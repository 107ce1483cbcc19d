use crate::{KitchenView, Position};

/// Furthest ring inspected when looking for somewhere to put an item down.
pub const MAX_SEARCH_RADIUS: usize = 2;

/// Failures that abort planning for the current turn.
#[derive(Debug, Clone, PartialEq, Eq, thiserror::Error)]
pub enum PlanError {
    #[error("No free counter within distance {radius} of ({}, {})", .origin.x, .origin.y)]
    NoFreeCounter { origin: Position, radius: usize },
}

/// Cells at exactly manhattan distance `radius` from `origin`, row by row.
///
/// Cells that would fall off the top or left edge are skipped.
fn ring(origin: Position, radius: usize) -> impl Iterator<Item = Position> {
    let r = radius as isize;
    (-r..=r).flat_map(move |dy| {
        let span = r - dy.abs();
        let xs: &[isize] = if span == 0 { &[0] } else { &[-1, 1] };
        xs.iter()
            .filter_map(move |sign| origin.offset(sign * span, dy))
    })
}

/// Finds the first empty plain counter around `origin`.
///
/// Rings of distance 1 and then 2 are inspected in turn; inside a ring, cells are
/// scanned top row first and left to right. Stations never qualify.
pub fn nearest_free_counter(view: &KitchenView<'_>, origin: Position) -> Result<Position, PlanError> {
    (1..=MAX_SEARCH_RADIUS)
        .flat_map(|radius| ring(origin, radius))
        .find(|candidate| view.is_free_counter(*candidate))
        .ok_or(PlanError::NoFreeCounter {
            origin,
            radius: MAX_SEARCH_RADIUS,
        })
}
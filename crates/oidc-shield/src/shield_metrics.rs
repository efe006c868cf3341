//! Shield metrics for observability
//!
//! Enable with the `metrics` feature flag. Requires a `metrics` recorder
//! to be installed (e.g., via `metrics-exporter-prometheus`).
//!
//! ## Metrics Provided
//!
//! - `oidc_shield_evaluations_total` - Counter for completed evaluations (labels: endpoint, action)
//! - `oidc_shield_events_total` - Counter for security events (labels: event_type, threat_level)
//! - `oidc_shield_rate_limited_total` - Counter for rate-limited requests (labels: key_type)
//! - `oidc_shield_emergency_shutdowns_total` - Counter for emergency shutdowns
//! - `oidc_shield_evaluation_duration_seconds` - Histogram for evaluation duration
//!
//! ## Example
//!
//! ```rust,ignore
//! use oidc_shield::init_shield_metrics;
//!
//! init_shield_metrics();
//! ```

#[cfg(feature = "metrics")]
use metrics::{counter, describe_counter, describe_histogram, histogram};

#[cfg(feature = "metrics")]
use std::sync::Once;

#[cfg(feature = "metrics")]
static INIT: Once = Once::new();

/// Initialize shield metric descriptions. Call once at startup.
///
/// Safe to call multiple times; only the first call registers descriptions.
#[cfg(feature = "metrics")]
pub fn init_shield_metrics() {
    INIT.call_once(|| {
        describe_counter!(
            "oidc_shield_evaluations_total",
            "Total authorization, token and JWT evaluations"
        );
        describe_counter!(
            "oidc_shield_events_total",
            "Total security events raised by the checks"
        );
        describe_counter!(
            "oidc_shield_rate_limited_total",
            "Total requests rejected by the rate limiter"
        );
        describe_counter!(
            "oidc_shield_emergency_shutdowns_total",
            "Total emergency shutdowns"
        );
        describe_histogram!(
            "oidc_shield_evaluation_duration_seconds",
            "Evaluation duration in seconds"
        );
    });
}

/// Record a completed evaluation
#[cfg(feature = "metrics")]
pub(crate) fn record_evaluation(endpoint: &str, action: &'static str, duration_seconds: f64) {
    counter!(
        "oidc_shield_evaluations_total",
        "endpoint" => endpoint.to_owned(),
        "action" => action
    )
    .increment(1);
    histogram!("oidc_shield_evaluation_duration_seconds").record(duration_seconds);
}

/// Record a security event
#[cfg(feature = "metrics")]
pub(crate) fn record_event(event_type: &'static str, threat_level: &'static str) {
    counter!(
        "oidc_shield_events_total",
        "event_type" => event_type,
        "threat_level" => threat_level
    )
    .increment(1);
}

/// Record a rate-limited request
///
/// * `key_type` - Which window rejected it ("client" or "address")
#[cfg(feature = "metrics")]
pub(crate) fn record_rate_limited(key_type: &'static str) {
    counter!("oidc_shield_rate_limited_total", "key_type" => key_type).increment(1);
}

/// Record an emergency shutdown
#[cfg(feature = "metrics")]
pub(crate) fn record_emergency_shutdown() {
    counter!("oidc_shield_emergency_shutdowns_total").increment(1);
}

// No-op versions when metrics feature is disabled
#[cfg(not(feature = "metrics"))]
#[allow(missing_docs)]
pub fn init_shield_metrics() {}

#[cfg(not(feature = "metrics"))]
#[allow(missing_docs)]
pub(crate) fn record_evaluation(_endpoint: &str, _action: &'static str, _duration_seconds: f64) {}

#[cfg(not(feature = "metrics"))]
#[allow(missing_docs)]
pub(crate) fn record_event(_event_type: &'static str, _threat_level: &'static str) {}

#[cfg(not(feature = "metrics"))]
#[allow(missing_docs)]
pub(crate) fn record_rate_limited(_key_type: &'static str) {}

#[cfg(not(feature = "metrics"))]
#[allow(missing_docs)]
pub(crate) fn record_emergency_shutdown() {}
//! Shield engine: runs the checks, aggregates risk and enforces fail-closed
//!
//! [`ShieldEngine`] is the single long-lived service instance owning every
//! store. It is cheap to clone and safe to share across tasks.
//!
//! ## Evaluation order
//!
//! | Endpoint | Checks |
//! |----------|--------|
//! | authorization | rate limit, client, redirect URI, nonce, PKCE challenge, scope |
//! | token | authorization code, PKCE verifier, client authentication |
//! | JWT | algorithm and key |
//!
//! With `fail_closed` (the default) the first failing check ends the
//! evaluation. Checks that did not run have no side effects, so a blocked
//! client never consumes a nonce.
//!
//! ## Failure handling
//!
//! A store error or a panic inside an evaluation triggers
//! [`ShieldEngine::emergency_shutdown`] and yields an invalid
//! `EMERGENCY_SHUTDOWN` decision with risk 100. Evaluations never fail open
//! and never return an error to the caller.
//!
//! ```rust
//! use oidc_shield::{AuthorizationRequest, RequestContext, ResponseAction, ShieldConfig, ShieldEngine};
//!
//! # tokio_test::block_on(async {
//! let engine = ShieldEngine::new(ShieldConfig::default()).unwrap();
//! let request = AuthorizationRequest {
//!     client_id: Some("c1".into()),
//!     redirect_uri: Some("https://app.example/cb".into()),
//!     scope: Some("openid profile".into()),
//!     nonce: Some("n1".into()),
//!     code_challenge: Some("E9Melhoa2OwvFrEMTJguCHaoeK1t8URWbuGJSstw-cME".into()),
//!     code_challenge_method: Some("S256".into()),
//!     ..Default::default()
//! };
//! let context = RequestContext::new("203.0.113.7", "authorize");
//!
//! let decision = engine.validate_authorization_request(&request, &context).await;
//! assert!(decision.valid);
//! assert_eq!(decision.response_action, ResponseAction::Allow);
//! # });
//! ```

use std::any::Any;
use std::future::Future;
use std::panic::AssertUnwindSafe;
use std::sync::Arc;
use std::sync::atomic::{AtomicU64, Ordering};
use std::time::Instant;

use chrono::Duration;
use futures::FutureExt;
use tracing::{debug, error, info, instrument, warn};
use uuid::Uuid;

use crate::aggregator::RiskAggregator;
use crate::audit::{EventSink, SecurityEventLog, TracingSink};
use crate::checks::{
    EventContext, client, client_auth, code, jwt, nonce, pkce, rate, redirect, scope,
};
use crate::clock::{Clock, SystemClock};
use crate::config::{ConfigError, ShieldConfig};
use crate::error::{ShieldError, ShieldResult};
use crate::profile::{ClientSecurityProfile, MemoryProfileStore, ProfileStore};
use crate::rate_limit::{RateLimitConfig, RateLimitKey, SlidingWindowLimiter};
use crate::replay::{MemoryReplayCache, ReplayStore};
use crate::types::{
    AuthorizationRequest, MAX_RISK_SCORE, RequestContext, ResponseAction, SecurityDecision,
    SecurityEvent, SecurityEventType, SecurityMetrics, ThreatLevel, TokenRequest,
    ValidationResult,
};

/// Network address recorded on events the engine raises on its own behalf
const INTERNAL_ADDRESS: &str = "internal";

/// Runs the security checks for authorization, token and JWT requests
#[derive(Debug, Clone)]
pub struct ShieldEngine {
    inner: Arc<EngineInner>,
}

#[derive(Debug)]
struct EngineInner {
    config: ShieldConfig,
    aggregator: RiskAggregator,
    clock: Arc<dyn Clock>,
    limiter: SlidingWindowLimiter,
    nonces: Arc<dyn ReplayStore>,
    codes: Arc<dyn ReplayStore>,
    profiles: Arc<dyn ProfileStore>,
    log: SecurityEventLog,
    emergency_shutdowns: AtomicU64,
}

/// Builder for [`ShieldEngine`]
///
/// Every store defaults to its in-memory implementation.
#[derive(Debug)]
pub struct ShieldEngineBuilder {
    config: ShieldConfig,
    clock: Option<Arc<dyn Clock>>,
    nonces: Option<Arc<dyn ReplayStore>>,
    codes: Option<Arc<dyn ReplayStore>>,
    profiles: Option<Arc<dyn ProfileStore>>,
    sinks: Vec<Arc<dyn EventSink>>,
    tracing_sink: bool,
}

impl ShieldEngineBuilder {
    /// Use a custom time source
    pub fn clock(mut self, clock: Arc<dyn Clock>) -> Self {
        self.clock = Some(clock);
        self
    }

    /// Use a custom nonce store
    pub fn nonce_store(mut self, store: Arc<dyn ReplayStore>) -> Self {
        self.nonces = Some(store);
        self
    }

    /// Use a custom authorization-code store
    pub fn code_store(mut self, store: Arc<dyn ReplayStore>) -> Self {
        self.codes = Some(store);
        self
    }

    /// Use a custom profile store
    pub fn profile_store(mut self, store: Arc<dyn ProfileStore>) -> Self {
        self.profiles = Some(store);
        self
    }

    /// Deliver events to an additional sink
    pub fn sink(mut self, sink: Arc<dyn EventSink>) -> Self {
        self.sinks.push(sink);
        self
    }

    /// Disable the default `audit::oidc` tracing sink
    pub fn without_tracing_sink(mut self) -> Self {
        self.tracing_sink = false;
        self
    }

    /// Validate the configuration and build the engine
    ///
    /// # Errors
    ///
    /// Returns [`ConfigError::Invalid`] if the configuration is inconsistent.
    pub fn build(self) -> Result<ShieldEngine, ConfigError> {
        self.config.validate()?;
        let config = self.config;

        let mut log = SecurityEventLog::new(config.max_audit_events);
        if self.tracing_sink {
            log = log.with_sink(Arc::new(TracingSink::new(config.service_name.clone())));
        }
        for sink in self.sinks {
            log = log.with_sink(sink);
        }

        let limiter = SlidingWindowLimiter::new(
            RateLimitConfig::new(config.rate_limit_threshold, config.rate_limit_window())
                .with_cleanup_interval(config.rate_limit_cleanup_interval()),
        );

        let inner = EngineInner {
            aggregator: RiskAggregator::new(config.max_risk_score, config.fail_closed),
            clock: self.clock.unwrap_or_else(|| Arc::new(SystemClock)),
            limiter,
            nonces: self
                .nonces
                .unwrap_or_else(|| Arc::new(MemoryReplayCache::new("nonce", config.nonce_ttl()))),
            codes: self
                .codes
                .unwrap_or_else(|| Arc::new(MemoryReplayCache::new("code", config.code_ttl()))),
            profiles: self
                .profiles
                .unwrap_or_else(|| Arc::new(MemoryProfileStore::new())),
            log,
            emergency_shutdowns: AtomicU64::new(0),
            config,
        };

        info!(
            service = %inner.config.service_name,
            fail_closed = inner.config.fail_closed,
            block_threshold = inner.config.max_risk_score,
            rate_limit_threshold = inner.config.rate_limit_threshold,
            "Shield engine initialized"
        );

        Ok(ShieldEngine {
            inner: Arc::new(inner),
        })
    }
}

........

- What you should do
Set the lines down exactly, from the first line of the records to the line where "the current turn." appears, with both ends kept.

- Task response
repository 107ce1483cbcc19d
use crate::{KitchenView, Position};

/// Furthest ring inspected when looking for somewhere to put an item down.
pub const MAX_SEARCH_RADIUS: usize = 2;

/// Failures that abort planning for the current turn.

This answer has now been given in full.